***** RECORDS FOR PROCESSING *****
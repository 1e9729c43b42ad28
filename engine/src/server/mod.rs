//! HTTP transport
//!
//! # Endpoints
//!
//! - GET  /health            - Liveness probe
//! - POST /api/chat          - Answer a question, collected into one JSON body
//! - POST /api/chat/stream   - Answer a question as Server-Sent Events
//!
//! A client that disconnects from the stream drops its session, which cancels
//! the run and every source call still in flight.

use crate::app::App;
use crate::merger::Citation;
use crate::session::{StreamEvent, Transcript};
use axum::{
    extract::State,
    http::StatusCode,
    response::{
        sse::{Event, KeepAlive, Sse},
        IntoResponse, Response,
    },
    routing::{get, post},
    Json, Router,
};
use futures::{Stream, StreamExt};
use sdk::errors::EngineError;
use sdk::{ConversationTurn, Question, Route};
use serde::{Deserialize, Serialize};
use serde_json::json;
use std::convert::Infallible;
use tower_http::cors::CorsLayer;
use tower_http::trace::TraceLayer;

#[derive(Debug, Deserialize)]
pub struct ChatRequest {
    #[serde(default)]
    pub message: Option<String>,
    #[serde(default)]
    pub history: Vec<ConversationTurn>,
}

impl ChatRequest {
    fn into_question(self) -> Result<Question, Response> {
        match self.message {
            Some(message) if !message.trim().is_empty() => {
                Ok(Question::new(message).with_history(self.history))
            }
            _ => Err((
                StatusCode::BAD_REQUEST,
                Json(json!({"error": "Missing 'message' field"})),
            )
                .into_response()),
        }
    }
}

#[derive(Debug, Serialize)]
pub struct ChatResponse {
    pub answer: String,
    pub route: Option<Route>,
    pub reasoning: Option<String>,
    pub citations: Vec<Citation>,
    pub verified: bool,
    pub generated_query: Option<String>,
    pub pii_blocked: bool,
    pub pii_warning: Option<String>,
}

pub fn router(app: App) -> Router {
    Router::new()
        .route("/health", get(health))
        .route("/api/chat", post(chat))
        .route("/api/chat/stream", post(chat_stream))
        .layer(CorsLayer::permissive())
        .layer(TraceLayer::new_for_http())
        .with_state(app)
}

/// Bind and serve until Ctrl-C
pub async fn serve(app: App, bind: &str) -> Result<(), EngineError> {
    let listener = tokio::net::TcpListener::bind(bind)
        .await
        .map_err(|e| EngineError::Network(format!("Failed to bind to {}: {}", bind, e)))?;
    let addr = listener
        .local_addr()
        .map_err(|e| EngineError::Network(format!("Failed to get local address: {}", e)))?;
    tracing::info!("Listening on http://{}", addr);

    axum::serve(listener, router(app))
        .with_graceful_shutdown(async {
            tokio::signal::ctrl_c().await.ok();
            tracing::info!("Shutting down");
        })
        .await
        .map_err(|e| EngineError::Network(format!("Server error: {}", e)))
}

async fn health() -> Json<serde_json::Value> {
    Json(json!({"status": "ok", "service": "fundrag"}))
}

async fn chat(State(app): State<App>, Json(request): Json<ChatRequest>) -> Response {
    let question = match request.into_question() {
        Ok(question) => question,
        Err(rejection) => return rejection,
    };

    let screened = app.ask(question).await;
    let transcript = Transcript::from_events(screened.session.collect_events().await);

    if screened.pii_blocked {
        let warning = transcript.error.unwrap_or_default();
        return Json(ChatResponse {
            answer: warning.clone(),
            route: None,
            reasoning: None,
            citations: Vec::new(),
            verified: false,
            generated_query: None,
            pii_blocked: true,
            pii_warning: Some(warning),
        })
        .into_response();
    }

    match (transcript.answer, transcript.error) {
        (Some(answer), _) => Json(ChatResponse {
            answer,
            route: transcript.route,
            reasoning: transcript.reasoning,
            citations: transcript.citations,
            verified: transcript.verified,
            generated_query: transcript.generated_query,
            pii_blocked: false,
            pii_warning: None,
        })
        .into_response(),
        (None, error) => (
            StatusCode::SERVICE_UNAVAILABLE,
            Json(json!({
                "error": error.unwrap_or_else(|| "The request ended unexpectedly.".to_string()),
                "route": transcript.route,
            })),
        )
            .into_response(),
    }
}

async fn chat_stream(State(app): State<App>, Json(request): Json<ChatRequest>) -> Response {
    let question = match request.into_question() {
        Ok(question) => question,
        Err(rejection) => return rejection,
    };

    let screened = app.ask(question).await;
    Sse::new(sse_events(screened.session))
        .keep_alive(KeepAlive::default())
        .into_response()
}

fn sse_events(
    events: impl Stream<Item = StreamEvent> + Send + 'static,
) -> impl Stream<Item = Result<Event, Infallible>> + Send + 'static {
    events.map(|event| Ok(to_sse(&event)))
}

/// One SSE frame per stream event; the `event:` field carries the type tag
pub fn to_sse(event: &StreamEvent) -> Event {
    match Event::default().event(event.kind()).json_data(event) {
        Ok(frame) => frame,
        Err(e) => {
            tracing::error!("Failed to encode stream event: {}", e);
            Event::default()
                .event("error")
                .data(r#"{"type":"error","message":"Failed to encode event"}"#)
        }
    }
}
impl Config {
    /// Load configuration from the default location (~/.fundrag/config.toml)
    ///
    /// If the configuration file doesn't exist, creates a default configuration.
    ///
    /// # Errors
    ///
    /// Returns an error if:
    /// - Configuration file cannot be read
    /// - TOML parsing fails
    /// - Validation fails
    pub fn load_or_create() -> Result<Self, EngineError> {
        let config_path = Self::default_config_path()?;

        if config_path.exists() {
            Self::load_from_path(&config_path)
        } else {
            Self::create_default(&config_path)
        }
    }

    /// Load configuration from a specific path
    pub fn load_from_path(path: &Path) -> Result<Self, EngineError> {
        let contents = fs::read_to_string(path)
            .map_err(|e| EngineError::Config(format!("Failed to read config file: {}", e)))?;

        Self::from_toml(&contents)
    }

    /// Parse and validate configuration from TOML text
    pub fn from_toml(contents: &str) -> Result<Self, EngineError> {
        let config: Config = toml::from_str(contents)
            .map_err(|e| EngineError::Config(format!("Failed to parse config: {}", e)))?;

        config.validate()?;

        Ok(config)
    }

    /// Create default configuration and save to path
    fn create_default(path: &Path) -> Result<Self, EngineError> {
        if let Some(parent) = path.parent() {
            fs::create_dir_all(parent).map_err(|e| {
                EngineError::Config(format!("Failed to create config directory: {}", e))
            })?;
        }

        let config = Self::default();
        config.validate()?;

        let toml_string = toml::to_string_pretty(&config)
            .map_err(|e| EngineError::Config(format!("Failed to serialize config: {}", e)))?;

        fs::write(path, toml_string)
            .map_err(|e| EngineError::Config(format!("Failed to write config file: {}", e)))?;

        Ok(config)
    }

    /// Get the default configuration file path (~/.fundrag/config.toml)
    fn default_config_path() -> Result<PathBuf, EngineError> {
        let home = dirs::home_dir()
            .ok_or_else(|| EngineError::Config("Could not determine home directory".to_string()))?;

        Ok(home.join(".fundrag").join("config.toml"))
    }

    /// Validate configuration values
    ///
    /// # Errors
    ///
    /// Returns an error if:
    /// - The log level or default provider is unknown
    /// - A threshold is outside 0.0-1.0
    /// - A timeout, top-k or citation cap is zero
    pub fn validate(&self) -> Result<(), EngineError> {
        let valid_log_levels = ["error", "warn", "info", "debug", "trace"];
        if !valid_log_levels.contains(&self.core.log_level.as_str()) {
            return Err(EngineError::Config(format!(
                "Invalid log level '{}'. Must be one of: {}",
                self.core.log_level,
                valid_log_levels.join(", ")
            )));
        }

        let valid_providers = ["ollama", "openai"];
        if !valid_providers.contains(&self.llm.default_provider.as_str()) {
            return Err(EngineError::Config(format!(
                "Invalid default provider '{}'. Must be one of: {}",
                self.llm.default_provider,
                valid_providers.join(", ")
            )));
        }

        if !(0.0..=1.0).contains(&self.pii.confidence_threshold) {
            return Err(EngineError::Config(
                "pii.confidence_threshold must be between 0.0 and 1.0".to_string(),
            ));
        }

        if self.merger.max_citations == 0 {
            return Err(EngineError::Config(
                "merger.max_citations must be at least 1".to_string(),
            ));
        }

        if self.search.semantic_top_k == 0 || self.search.macro_top_k == 0 {
            return Err(EngineError::Config(
                "search top_k values must be at least 1".to_string(),
            ));
        }

        if self.database.max_rows == 0 {
            return Err(EngineError::Config(
                "database.max_rows must be at least 1".to_string(),
            ));
        }

        let t = &self.timeouts;
        let named = [
            ("structured", t.structured),
            ("semantic", t.semantic),
            ("macro_outlook", t.macro_outlook),
            ("synthesis", t.synthesis),
            ("classifier", t.classifier),
            ("pii", self.pii.timeout_ms),
        ];
        if let Some((name, _)) = named.iter().find(|(_, ms)| *ms == 0) {
            return Err(EngineError::Config(format!(
                "timeout '{}' must be greater than zero",
                name
            )));
        }

        Ok(())
    }
}
//! Source Adapters
//!
//! Each adapter wraps one external retrieval capability (structured fund
//! records, semantic fund search, macro-outlook search) behind the same
//! `fetch(question, constraints)` contract and shapes raw results into
//! [`EvidenceItem`]s. Adapters never abort a request on their own: the
//! orchestrator converts every failure into an [`AdapterOutcome`] and decides
//! whether it is partial or total.

use async_trait::async_trait;
use chrono::{DateTime, Utc};
use sdk::{Question, SourceKind};
use serde::Serialize;
use std::time::{Duration, Instant};

pub mod fund_store;
pub mod macro_outlook;
pub mod search;
pub mod semantic;
pub mod sql_generator;
pub mod structured;

pub use fund_store::FundStore;
pub use macro_outlook::MacroOutlookAdapter;
pub use search::{SearchClient, SearchQuery};
pub use semantic::SemanticAdapter;
pub use sql_generator::QueryGenerator;
pub use structured::StructuredAdapter;

/// Errors raised by a single adapter call
#[derive(Debug, Clone, thiserror::Error)]
pub enum SourceError {
    #[error("timed out after {}ms", .0.as_millis())]
    Timeout(Duration),

    #[error("upstream error: {0}")]
    Upstream(String),

    #[error("malformed upstream response: {0}")]
    Malformed(String),

    #[error("no results")]
    Empty,

    #[error("query generation failed: {0}")]
    QueryGeneration(String),

    #[error("generated query is not a read-only SELECT")]
    WriteQueryNotAllowed,
}

/// One retrieved fact or passage
#[derive(Debug, Clone, PartialEq, Serialize)]
pub struct EvidenceItem {
    pub source: SourceKind,
    /// Stable identifier within the source
    pub id: String,
    pub title: String,
    pub excerpt: String,
    /// Relevance in [0, 1]
    pub score: f64,
    pub retrieved_at: DateTime<Utc>,
}

impl EvidenceItem {
    /// Build an item stamped with the current time; the score is clamped to [0, 1]
    pub fn new(
        source: SourceKind,
        id: impl Into<String>,
        title: impl Into<String>,
        excerpt: impl Into<String>,
        score: f64,
    ) -> Self {
        Self {
            source,
            id: id.into(),
            title: title.into(),
            excerpt: excerpt.into(),
            score: clamp_score(score),
            retrieved_at: Utc::now(),
        }
    }
}

/// Clamp a raw score into [0, 1]. NaN becomes 0.
pub fn clamp_score(score: f64) -> f64 {
    if score.is_nan() {
        0.0
    } else {
        score.clamp(0.0, 1.0)
    }
}

/// Normalize raw search scores by the batch maximum
pub fn normalize_by_max(scores: &[f64]) -> Vec<f64> {
    let max = scores
        .iter()
        .copied()
        .filter(|s| s.is_finite())
        .fold(0.0_f64, f64::max);
    scores
        .iter()
        .map(|&s| if max > 0.0 { clamp_score(s / max) } else { 0.0 })
        .collect()
}

/// Truncate to at most `max_chars` characters on a char boundary
pub fn truncate_chars(text: &str, max_chars: usize) -> String {
    match text.char_indices().nth(max_chars) {
        Some((idx, _)) => text[..idx].to_string(),
        None => text.to_string(),
    }
}

/// Filter/ranking hints passed to an adapter
#[derive(Debug, Clone, Default, PartialEq, Eq)]
pub struct FetchConstraints {
    /// Free-text hints appended to the adapter's native query
    pub hints: Vec<String>,
    /// Override of the adapter's default result count
    pub top_k: Option<usize>,
}

impl FetchConstraints {
    pub fn with_hints(hints: Vec<String>) -> Self {
        Self { hints, top_k: None }
    }

    pub fn is_empty(&self) -> bool {
        self.hints.is_empty() && self.top_k.is_none()
    }

    /// Question text with the hints appended, as most search backends expect
    pub fn augment(&self, text: &str) -> String {
        if self.hints.is_empty() {
            text.to_string()
        } else {
            format!("{} {}", text, self.hints.join(" "))
        }
    }
}

/// What a successful adapter call produced
#[derive(Debug, Clone, Default, PartialEq)]
pub struct Evidence {
    pub items: Vec<EvidenceItem>,
    /// Native query the adapter generated, if any
    pub generated_query: Option<String>,
}

impl Evidence {
    pub fn items(items: Vec<EvidenceItem>) -> Self {
        Self {
            items,
            generated_query: None,
        }
    }
}

/// Uniform contract every retrieval source implements
#[async_trait]
pub trait SourceAdapter: Send + Sync {
    fn kind(&self) -> SourceKind;

    /// Deadline for one fetch
    fn timeout(&self) -> Duration;

    async fn fetch(
        &self,
        question: &Question,
        constraints: &FetchConstraints,
    ) -> Result<Evidence, SourceError>;
}

/// Settled result of one adapter call
#[derive(Debug, Clone)]
pub struct AdapterOutcome {
    pub kind: SourceKind,
    pub result: Result<Evidence, SourceError>,
    pub elapsed: Duration,
}

impl AdapterOutcome {
    pub fn is_success(&self) -> bool {
        self.result.is_ok()
    }

    pub fn items(&self) -> &[EvidenceItem] {
        match &self.result {
            Ok(evidence) => &evidence.items,
            Err(_) => &[],
        }
    }

    pub fn generated_query(&self) -> Option<&str> {
        self.result
            .as_ref()
            .ok()
            .and_then(|evidence| evidence.generated_query.as_deref())
    }
}

/// Run one adapter under its own timeout. An empty result is reported as a failure.
pub async fn fetch_with_timeout(
    adapter: &dyn SourceAdapter,
    question: &Question,
    constraints: &FetchConstraints,
) -> AdapterOutcome {
    let kind = adapter.kind();
    let deadline = adapter.timeout();
    let started = Instant::now();
    tracing::debug!(source = %kind, timeout_ms = deadline.as_millis() as u64, "Fetching evidence");

    let result = match tokio::time::timeout(deadline, adapter.fetch(question, constraints)).await {
        Ok(Ok(evidence)) if evidence.items.is_empty() => Err(SourceError::Empty),
        Ok(Ok(evidence)) => Ok(evidence),
        Ok(Err(e)) => Err(e),
        Err(_) => Err(SourceError::Timeout(deadline)),
    };

    let elapsed = started.elapsed();
    match &result {
        Ok(evidence) => tracing::debug!(
            source = %kind,
            items = evidence.items.len(),
            elapsed_ms = elapsed.as_millis() as u64,
            "Source returned evidence"
        ),
        Err(e) => tracing::warn!(source = %kind, elapsed_ms = elapsed.as_millis() as u64, "Source failed: {}", e),
    }

    AdapterOutcome {
        kind,
        result,
        elapsed,
    }
}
*****
### TO DO
If the word "structured" appears in a line above, copy that line.

### ANSWER SECTION
            ("structured", t.structured),
//! Each adapter wraps one external retrieval capability (structured fund
pub mod structured;
pub use structured::StructuredAdapter;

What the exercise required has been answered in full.